Pull every line containing "crate" out of the material below.

::: Data for analysis :::

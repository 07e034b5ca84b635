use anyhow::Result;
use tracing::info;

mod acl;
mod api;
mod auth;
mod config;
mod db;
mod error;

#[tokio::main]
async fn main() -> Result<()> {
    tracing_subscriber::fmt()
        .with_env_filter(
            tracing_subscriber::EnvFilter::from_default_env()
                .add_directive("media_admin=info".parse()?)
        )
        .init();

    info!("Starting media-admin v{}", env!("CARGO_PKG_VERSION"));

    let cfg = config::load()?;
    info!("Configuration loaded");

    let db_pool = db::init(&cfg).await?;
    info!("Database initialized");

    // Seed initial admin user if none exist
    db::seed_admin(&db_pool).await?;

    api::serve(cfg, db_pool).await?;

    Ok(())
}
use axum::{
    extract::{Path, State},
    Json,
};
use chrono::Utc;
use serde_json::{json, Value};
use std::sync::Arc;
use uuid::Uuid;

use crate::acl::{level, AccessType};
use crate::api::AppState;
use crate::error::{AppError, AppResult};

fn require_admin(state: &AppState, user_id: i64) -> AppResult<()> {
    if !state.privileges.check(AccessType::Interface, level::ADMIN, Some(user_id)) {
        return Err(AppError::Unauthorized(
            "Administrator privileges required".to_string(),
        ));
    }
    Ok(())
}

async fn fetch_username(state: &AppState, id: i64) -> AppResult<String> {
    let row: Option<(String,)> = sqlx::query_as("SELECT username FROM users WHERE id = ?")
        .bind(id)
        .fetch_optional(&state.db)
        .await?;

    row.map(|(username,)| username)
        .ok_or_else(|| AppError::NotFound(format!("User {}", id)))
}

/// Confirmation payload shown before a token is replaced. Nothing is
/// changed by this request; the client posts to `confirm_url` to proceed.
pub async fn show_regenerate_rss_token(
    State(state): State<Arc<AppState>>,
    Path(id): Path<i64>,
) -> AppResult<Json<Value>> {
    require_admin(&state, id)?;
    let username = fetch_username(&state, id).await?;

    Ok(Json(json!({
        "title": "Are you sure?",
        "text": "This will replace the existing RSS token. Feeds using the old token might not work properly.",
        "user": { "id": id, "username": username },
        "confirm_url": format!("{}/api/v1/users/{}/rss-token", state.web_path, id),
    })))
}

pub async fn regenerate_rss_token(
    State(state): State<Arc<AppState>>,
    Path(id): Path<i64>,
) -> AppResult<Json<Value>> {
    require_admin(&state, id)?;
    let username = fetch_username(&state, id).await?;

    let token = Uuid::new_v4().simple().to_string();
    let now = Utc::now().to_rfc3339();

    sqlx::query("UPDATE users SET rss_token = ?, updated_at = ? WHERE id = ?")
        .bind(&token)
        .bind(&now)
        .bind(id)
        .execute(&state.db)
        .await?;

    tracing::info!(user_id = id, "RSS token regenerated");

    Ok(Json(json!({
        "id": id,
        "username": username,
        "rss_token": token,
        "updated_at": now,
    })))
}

:::
::: Data for analysis :::

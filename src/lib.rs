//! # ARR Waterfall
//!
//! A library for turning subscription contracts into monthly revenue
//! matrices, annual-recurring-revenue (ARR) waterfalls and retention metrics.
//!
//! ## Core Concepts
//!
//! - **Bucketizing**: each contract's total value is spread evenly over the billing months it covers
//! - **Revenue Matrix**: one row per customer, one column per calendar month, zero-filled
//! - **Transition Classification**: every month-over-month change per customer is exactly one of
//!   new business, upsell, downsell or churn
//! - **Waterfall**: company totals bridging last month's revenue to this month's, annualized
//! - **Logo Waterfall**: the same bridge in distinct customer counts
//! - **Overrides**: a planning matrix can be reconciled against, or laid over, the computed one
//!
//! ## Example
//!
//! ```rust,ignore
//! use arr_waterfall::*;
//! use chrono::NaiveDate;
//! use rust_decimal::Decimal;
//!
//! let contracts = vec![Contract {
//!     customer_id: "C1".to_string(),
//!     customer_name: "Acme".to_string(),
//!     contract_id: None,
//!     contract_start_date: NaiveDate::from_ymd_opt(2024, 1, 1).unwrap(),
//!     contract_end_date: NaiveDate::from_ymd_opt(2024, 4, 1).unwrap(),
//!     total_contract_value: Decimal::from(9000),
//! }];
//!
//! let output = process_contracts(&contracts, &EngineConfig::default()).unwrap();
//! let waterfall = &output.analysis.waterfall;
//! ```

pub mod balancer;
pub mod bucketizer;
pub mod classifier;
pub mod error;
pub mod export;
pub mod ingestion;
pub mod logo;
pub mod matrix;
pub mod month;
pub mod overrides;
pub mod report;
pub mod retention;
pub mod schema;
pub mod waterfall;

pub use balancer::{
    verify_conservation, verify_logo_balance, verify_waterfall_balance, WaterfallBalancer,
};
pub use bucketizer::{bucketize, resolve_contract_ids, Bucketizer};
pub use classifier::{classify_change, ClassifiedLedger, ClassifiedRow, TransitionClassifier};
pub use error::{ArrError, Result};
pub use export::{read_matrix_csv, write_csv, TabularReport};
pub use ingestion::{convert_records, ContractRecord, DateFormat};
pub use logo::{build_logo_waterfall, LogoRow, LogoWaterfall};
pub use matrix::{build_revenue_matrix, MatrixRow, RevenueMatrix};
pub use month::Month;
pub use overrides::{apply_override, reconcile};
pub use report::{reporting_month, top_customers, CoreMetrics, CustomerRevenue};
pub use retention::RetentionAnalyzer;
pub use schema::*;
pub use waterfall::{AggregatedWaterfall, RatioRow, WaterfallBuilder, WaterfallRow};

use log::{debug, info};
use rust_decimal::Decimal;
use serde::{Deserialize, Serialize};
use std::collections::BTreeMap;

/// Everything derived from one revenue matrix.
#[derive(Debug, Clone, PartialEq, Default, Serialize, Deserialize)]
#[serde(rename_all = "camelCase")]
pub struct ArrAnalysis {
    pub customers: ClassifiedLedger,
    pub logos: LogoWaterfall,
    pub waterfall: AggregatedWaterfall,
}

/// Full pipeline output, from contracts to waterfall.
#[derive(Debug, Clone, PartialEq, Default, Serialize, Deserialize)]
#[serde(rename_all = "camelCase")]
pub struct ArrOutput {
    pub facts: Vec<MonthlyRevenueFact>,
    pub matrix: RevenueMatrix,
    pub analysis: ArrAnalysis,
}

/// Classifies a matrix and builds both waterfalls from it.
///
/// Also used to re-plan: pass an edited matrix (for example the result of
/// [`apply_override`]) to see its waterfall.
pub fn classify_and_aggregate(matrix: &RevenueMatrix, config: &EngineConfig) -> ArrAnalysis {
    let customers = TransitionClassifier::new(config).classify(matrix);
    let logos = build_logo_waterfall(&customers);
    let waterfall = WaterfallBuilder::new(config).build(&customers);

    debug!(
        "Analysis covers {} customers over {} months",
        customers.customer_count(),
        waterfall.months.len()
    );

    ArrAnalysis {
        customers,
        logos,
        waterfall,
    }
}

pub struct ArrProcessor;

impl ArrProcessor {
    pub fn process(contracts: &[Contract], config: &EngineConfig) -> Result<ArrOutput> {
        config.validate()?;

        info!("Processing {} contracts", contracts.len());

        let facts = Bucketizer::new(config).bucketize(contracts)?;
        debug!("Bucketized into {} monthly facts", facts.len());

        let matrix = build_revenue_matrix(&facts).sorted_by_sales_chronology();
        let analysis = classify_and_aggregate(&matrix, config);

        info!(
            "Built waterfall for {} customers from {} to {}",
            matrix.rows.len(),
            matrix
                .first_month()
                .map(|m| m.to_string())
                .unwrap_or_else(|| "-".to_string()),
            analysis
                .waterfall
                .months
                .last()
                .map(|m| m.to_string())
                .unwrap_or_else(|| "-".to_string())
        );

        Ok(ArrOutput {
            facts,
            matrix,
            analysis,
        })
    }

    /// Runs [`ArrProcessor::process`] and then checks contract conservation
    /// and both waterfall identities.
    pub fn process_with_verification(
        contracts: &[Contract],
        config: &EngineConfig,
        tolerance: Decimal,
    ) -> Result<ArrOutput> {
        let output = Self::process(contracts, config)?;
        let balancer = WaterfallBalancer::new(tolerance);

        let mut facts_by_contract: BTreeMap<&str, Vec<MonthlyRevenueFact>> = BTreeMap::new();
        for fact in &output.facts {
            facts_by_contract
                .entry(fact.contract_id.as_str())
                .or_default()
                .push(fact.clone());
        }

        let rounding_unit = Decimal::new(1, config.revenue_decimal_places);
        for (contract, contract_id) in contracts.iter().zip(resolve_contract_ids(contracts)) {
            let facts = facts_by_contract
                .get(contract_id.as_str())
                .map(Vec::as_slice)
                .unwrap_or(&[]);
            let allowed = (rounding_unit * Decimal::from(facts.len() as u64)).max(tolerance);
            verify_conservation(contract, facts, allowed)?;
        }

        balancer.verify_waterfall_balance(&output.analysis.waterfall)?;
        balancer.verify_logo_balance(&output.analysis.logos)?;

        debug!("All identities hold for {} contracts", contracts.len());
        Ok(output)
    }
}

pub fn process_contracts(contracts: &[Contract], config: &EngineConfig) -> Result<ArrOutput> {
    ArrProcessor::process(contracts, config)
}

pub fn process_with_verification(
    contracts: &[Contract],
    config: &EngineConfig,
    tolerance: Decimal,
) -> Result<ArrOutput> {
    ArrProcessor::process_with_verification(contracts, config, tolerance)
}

:::

**Exercise solution**.
use crate::acl::{level, AccessType};
use crate::api::AppState;
use crate::error::{AppError, AppResult};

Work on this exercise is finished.